Using all of the glory that is AWS, we already had load balancers set up for the site, as well as auto-scaling groups and rules in place for killing unhealthy instances and spinning new ones up where needed. In our search for keeping the site available as much as possible, spinning up new instances under heavy load can get expensive.
Once we made a new AMI for the new deployment of the site, it was time to tweak the auto-scale group to spin up new instances from the new AMI. Using the AWS CLI, we just set the group to spin new instances up from the new AMI. Next, we set the number of desired instances for the group to a healthy number that we knew wouldn’t crash the site, leaving room for a mix of Apache and Nginx instances to be balanced side-by-side.
From here, we slowly killed off the old Apache instances one by one manually, letting the auto-scale group spin a new Nginx instance up in its place.

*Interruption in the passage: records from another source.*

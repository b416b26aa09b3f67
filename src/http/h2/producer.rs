//! Outbound producers
//!
//! A response body can be fed to a stream by a producer instead of being
//! written in one go. Push producers are paused and resumed as the stream's
//! flow-control window closes and opens. Pull producers are asked for one
//! more piece at a time; the stream drives them through [`PullToPush`].

use super::stream::StreamIo;

/// Producer that writes until told to pause
pub trait PushProducer {
    /// Stop writing until `resume_producing` is called
    fn pause_producing(&mut self);

    /// Continue writing to the stream
    fn resume_producing(&mut self, io: &mut StreamIo<'_>);

    /// Stop for good; the stream is going away
    fn stop_producing(&mut self);
}

/// Producer that writes one piece each time it is asked
pub trait PullProducer {
    /// Write the next piece to the stream
    fn resume_producing(&mut self, io: &mut StreamIo<'_>);

    /// Stop for good; the stream is going away
    fn stop_producing(&mut self);
}

/// A producer handed to [`StreamIo::register_producer`]
pub enum Producer {
    /// Streaming producer
    Push(Box<dyn PushProducer>),
    /// Non-streaming producer, adapted with [`PullToPush`]
    Pull(Box<dyn PullProducer>),
}

impl Producer {
    /// Whether this is a streaming producer
    pub fn is_streaming(&self) -> bool {
        matches!(self, Producer::Push(_))
    }
}

/// Drives a pull producer through the push contract
///
/// While streaming and not paused, each [`pull`](PullToPush::pull) asks the
/// wrapped producer for one more piece. The stream calls `pull` from a
/// recurring reactor task.
pub struct PullToPush {
    producer: Box<dyn PullProducer>,
    streaming: bool,
    paused: bool,
}

impl PullToPush {
    pub fn new(producer: Box<dyn PullProducer>) -> Self {
        PullToPush {
            producer,
            streaming: false,
            paused: false,
        }
    }

    pub fn start_streaming(&mut self) {
        self.streaming = true;
        self.paused = false;
    }

    pub fn stop_streaming(&mut self) {
        self.streaming = false;
    }

    pub fn is_streaming(&self) -> bool {
        self.streaming
    }

    pub fn is_paused(&self) -> bool {
        self.paused
    }

    /// Ask the wrapped producer for one piece, unless paused or stopped
    pub fn pull(&mut self, io: &mut StreamIo<'_>) {
        if self.streaming && !self.paused {
            self.producer.resume_producing(io);
        }
    }
}

impl PushProducer for PullToPush {
    fn pause_producing(&mut self) {
        self.paused = true;
    }

    fn resume_producing(&mut self, _io: &mut StreamIo<'_>) {
        self.paused = false;
    }

    fn stop_producing(&mut self) {
        self.stop_streaming();
        self.producer.stop_producing();
    }
}

/// The producer a stream holds once registration succeeded
pub(crate) enum RegisteredProducer {
    Push(Box<dyn PushProducer>),
    Adapted(PullToPush),
}

impl RegisteredProducer {
    pub(crate) fn from_producer(producer: Producer) -> Self {
        match producer {
            Producer::Push(push) => RegisteredProducer::Push(push),
            Producer::Pull(pull) => {
                let mut adapter = PullToPush::new(pull);
                adapter.start_streaming();
                RegisteredProducer::Adapted(adapter)
            }
        }
    }

    pub(crate) fn pause_producing(&mut self) {
        match self {
            RegisteredProducer::Push(producer) => producer.pause_producing(),
            RegisteredProducer::Adapted(adapter) => adapter.pause_producing(),
        }
    }

    pub(crate) fn resume_producing(&mut self, io: &mut StreamIo<'_>) {
        match self {
            RegisteredProducer::Push(producer) => producer.resume_producing(io),
            RegisteredProducer::Adapted(adapter) => adapter.resume_producing(io),
        }
    }

    pub(crate) fn stop_producing(&mut self) {
        match self {
            RegisteredProducer::Push(producer) => producer.stop_producing(),
            RegisteredProducer::Adapted(adapter) => adapter.stop_producing(),
        }
    }

    pub(crate) fn stop_streaming(&mut self) {
        if let RegisteredProducer::Adapted(adapter) = self {
            adapter.stop_streaming();
        }
    }
}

Meanwhile, watching Google Analytics, we still had thousands of pageviews and API calls happening per second, live to the site, including the new Nginx boxes.
Finally, not a single Apache box was left load balanced, we started scaling back the number of desired instances for the group. From 4… to 3… to 2… We probably could have run it all off one box, but for the sake of our own sanity, 2 sounded right.
A week later, we had a bit of a post-mortem, analyzing the numbers. Guess where the Nginx revamp happened:
Our varying number of instances is more or less static now, and has been for weeks:

We have now been serving millions of pageviews and API calls off of two Nginx instances with 0% downtime for a solid three weeks now. Sorry Apache, there’s no looking back.